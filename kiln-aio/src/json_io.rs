// kiln-aio/src/json_io.rs
use std::path::Path;

use kiln_common::error::{KilnError, Result};
use serde::de::DeserializeOwned;
use serde::Serialize;
use tracing::debug;

use crate::fs::atomic_write_file;

pub fn read_json<T: DeserializeOwned>(path: &Path) -> Result<T> {
    debug!("Reading JSON from {}", path.display());
    let bytes = std::fs::read(path)?;
    serde_json::from_slice(&bytes).map_err(|e| {
        KilnError::Generic(format!("Failed to parse JSON in {}: {e}", path.display()))
    })
}

/// Serialises `value` as pretty JSON and writes it atomically.
pub fn write_json_atomic<T: Serialize>(path: &Path, value: &T) -> Result<()> {
    let mut bytes = serde_json::to_vec_pretty(value)?;
    bytes.push(b'\n');
    atomic_write_file(path, &bytes)
}

#[cfg(test)]
mod tests {
    use std::collections::BTreeMap;

    use super::*;

    #[test]
    fn writes_then_reads_back() {
        let dir = tempfile::tempdir().unwrap();
        let path = dir.path().join("nested").join("value.json");
        let value = BTreeMap::from([("name".to_string(), "guise".to_string())]);
        write_json_atomic(&path, &value).unwrap();
        let back: BTreeMap<String, String> = read_json(&path).unwrap();
        assert_eq!(back, value);
    }
}
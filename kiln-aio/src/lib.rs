// kiln-aio/src/lib.rs
//! IO primitives for kiln (filesystem, json, checksums, archives, locks, processes)

pub mod checksum;
pub mod extract;
pub mod fs;
pub mod json_io;
pub mod lock;
pub mod process;

pub use checksum::{digest_matches, sha256_file_async};
pub use extract::{extract_archive, extract_archive_async};
pub use json_io::{read_json, write_json_atomic};
pub use lock::PathLock;
pub use process::{run_captured, CommandOutcome, CommandSpec};
// kiln-net/src/lib.rs
//! Source transports: how the bytes behind a formula URL reach the disk.
pub mod file;
pub mod http;
pub mod router;
pub mod validation;

pub use file::FileTransport;
pub use http::HttpTransport;
pub use router::TransportRouter;
pub use validation::validate_url;
// kiln-common/src/dependency/definition.rs
use std::fmt;

use bitflags::bitflags;
use serde::{Deserialize, Serialize};

bitflags! {
    #[derive(Debug, Clone, Copy, PartialEq, Eq, Hash, Serialize, Deserialize)]
    pub struct DependencyTag: u8 {
        const RUNTIME     = 0b00000001;
        const BUILD       = 0b00000010;
        const OPTIONAL    = 0b00000100;
    }
}

impl Default for DependencyTag {
    fn default() -> Self {
        Self::RUNTIME
    }
}

impl fmt::Display for DependencyTag {
    fn fmt(&self, f: &mut fmt::Formatter<'_>) -> fmt::Result {
        write!(f, "{self:?}")
    }
}

/// The `kind` of a dependency as written in a formula file.
#[derive(Debug, Clone, Copy, Default, PartialEq, Eq, Serialize, Deserialize)]
#[serde(rename_all = "lowercase")]
pub enum DependencyKind {
    Build,
    #[default]
    Runtime,
    Optional,
}

impl From<DependencyKind> for DependencyTag {
    fn from(kind: DependencyKind) -> Self {
        match kind {
            DependencyKind::Build => DependencyTag::BUILD,
            DependencyKind::Runtime => DependencyTag::RUNTIME,
            DependencyKind::Optional => DependencyTag::OPTIONAL,
        }
    }
}

#[derive(Debug, Clone, PartialEq, Eq, Hash, Serialize, Deserialize)]
pub struct Dependency {
    pub name: String,
    #[serde(default)]
    pub tags: DependencyTag,
}

impl Dependency {
    pub fn new_runtime(name: impl Into<String>) -> Self {
        Self {
            name: name.into(),
            tags: DependencyTag::RUNTIME,
        }
    }

    pub fn new_with_tags(name: impl Into<String>, tags: DependencyTag) -> Self {
        Self {
            name: name.into(),
            tags,
        }
    }

    pub fn is_optional(&self) -> bool {
        self.tags.contains(DependencyTag::OPTIONAL)
    }

    pub fn kind_label(&self) -> &'static str {
        if self.tags.contains(DependencyTag::BUILD) && !self.tags.contains(DependencyTag::RUNTIME)
        {
            "build"
        } else if self.is_optional() {
            "optional"
        } else {
            "runtime"
        }
    }
}

pub trait DependencyExt {
    fn filter_by_tags(&self, include: DependencyTag, exclude: DependencyTag) -> Vec<&Dependency>;
    fn runtime(&self) -> Vec<&Dependency>;
    fn build_time(&self) -> Vec<&Dependency>;
}

impl DependencyExt for Vec<Dependency> {
    fn filter_by_tags(&self, include: DependencyTag, exclude: DependencyTag) -> Vec<&Dependency> {
        self.iter()
            .filter(|dep| dep.tags.contains(include) && !dep.tags.intersects(exclude))
            .collect()
    }

    fn runtime(&self) -> Vec<&Dependency> {
        // Optional dependencies are linked at runtime when they were included.
        self.iter()
            .filter(|dep| {
                dep.tags
                    .intersects(DependencyTag::RUNTIME | DependencyTag::OPTIONAL)
            })
            .collect()
    }

    fn build_time(&self) -> Vec<&Dependency> {
        self.filter_by_tags(DependencyTag::BUILD, DependencyTag::empty())
    }
}

#[cfg(test)]
mod tests {
    use super::*;

    #[test]
    fn kinds_map_to_tags() {
        let deps = vec![
            Dependency::new_with_tags("go", DependencyKind::Build.into()),
            Dependency::new_runtime("libfoo"),
            Dependency::new_with_tags("docs", DependencyKind::Optional.into()),
        ];
        let build: Vec<_> = deps.build_time().iter().map(|d| d.name.as_str()).collect();
        let runtime: Vec<_> = deps.runtime().iter().map(|d| d.name.as_str()).collect();
        assert_eq!(build, vec!["go"]);
        assert_eq!(runtime, vec!["libfoo", "docs"]);
        assert_eq!(deps[0].kind_label(), "build");
        assert_eq!(deps[2].kind_label(), "optional");
    }
}
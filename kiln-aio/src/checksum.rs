// kiln-aio/src/checksum.rs
use std::path::Path;

use kiln_common::error::Result;
use sha2::{Digest, Sha256};
use tokio::fs::File;
use tokio::io::AsyncReadExt;
use tracing::debug;

/// Computes the lowercase hex SHA-256 of a file, streaming it in chunks.
pub async fn sha256_file_async(path: &Path) -> Result<String> {
    let mut file = File::open(path).await?;
    let mut hasher = Sha256::new();
    let mut buffer = vec![0u8; 64 * 1024];
    let mut total_bytes_read: u64 = 0;

    loop {
        let n = file.read(&mut buffer).await?;
        if n == 0 {
            break;
        }
        hasher.update(&buffer[..n]);
        total_bytes_read += n as u64;
    }

    let actual = hex::encode(hasher.finalize());
    debug!(
        "Calculated SHA256 for {}: {} ({} bytes read)",
        path.display(),
        actual,
        total_bytes_read
    );
    Ok(actual)
}

pub fn sha256_file_sync(path: &Path) -> Result<String> {
    let std_file = std::fs::File::open(path)?;
    let mut std_reader = std::io::BufReader::new(std_file);
    let mut hasher = Sha256::new();
    std::io::copy(&mut std_reader, &mut hasher)?;
    Ok(hex::encode(hasher.finalize()))
}

/// Digests are compared case-insensitively. This is an integrity check, so
/// constant-time comparison is not needed.
pub fn digest_matches(actual: &str, expected: &str) -> bool {
    actual.eq_ignore_ascii_case(expected)
}

#[cfg(test)]
mod tests {
    use super::*;

    // sha256("hello\n")
    const HELLO: &str = "5891b5b522d5df086d0ff0b110fbd9d21bb4fc7163af34d08286a2e846f6be03";

    #[tokio::test]
    async fn hashes_file_contents() {
        let dir = tempfile::tempdir().unwrap();
        let path = dir.path().join("hello.txt");
        std::fs::write(&path, b"hello\n").unwrap();

        assert_eq!(sha256_file_async(&path).await.unwrap(), HELLO);
        assert_eq!(sha256_file_sync(&path).unwrap(), HELLO);
        assert!(digest_matches(HELLO, &HELLO.to_uppercase()));
        assert!(!digest_matches(HELLO, &"0".repeat(64)));
    }
}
·····
Note each line of the entries that has "open" in it, and copy those lines.

RESPONSE TO THIS EXERCISE
    let mut file = File::open(path).await?;
    let std_file = std::fs::File::open(path)?;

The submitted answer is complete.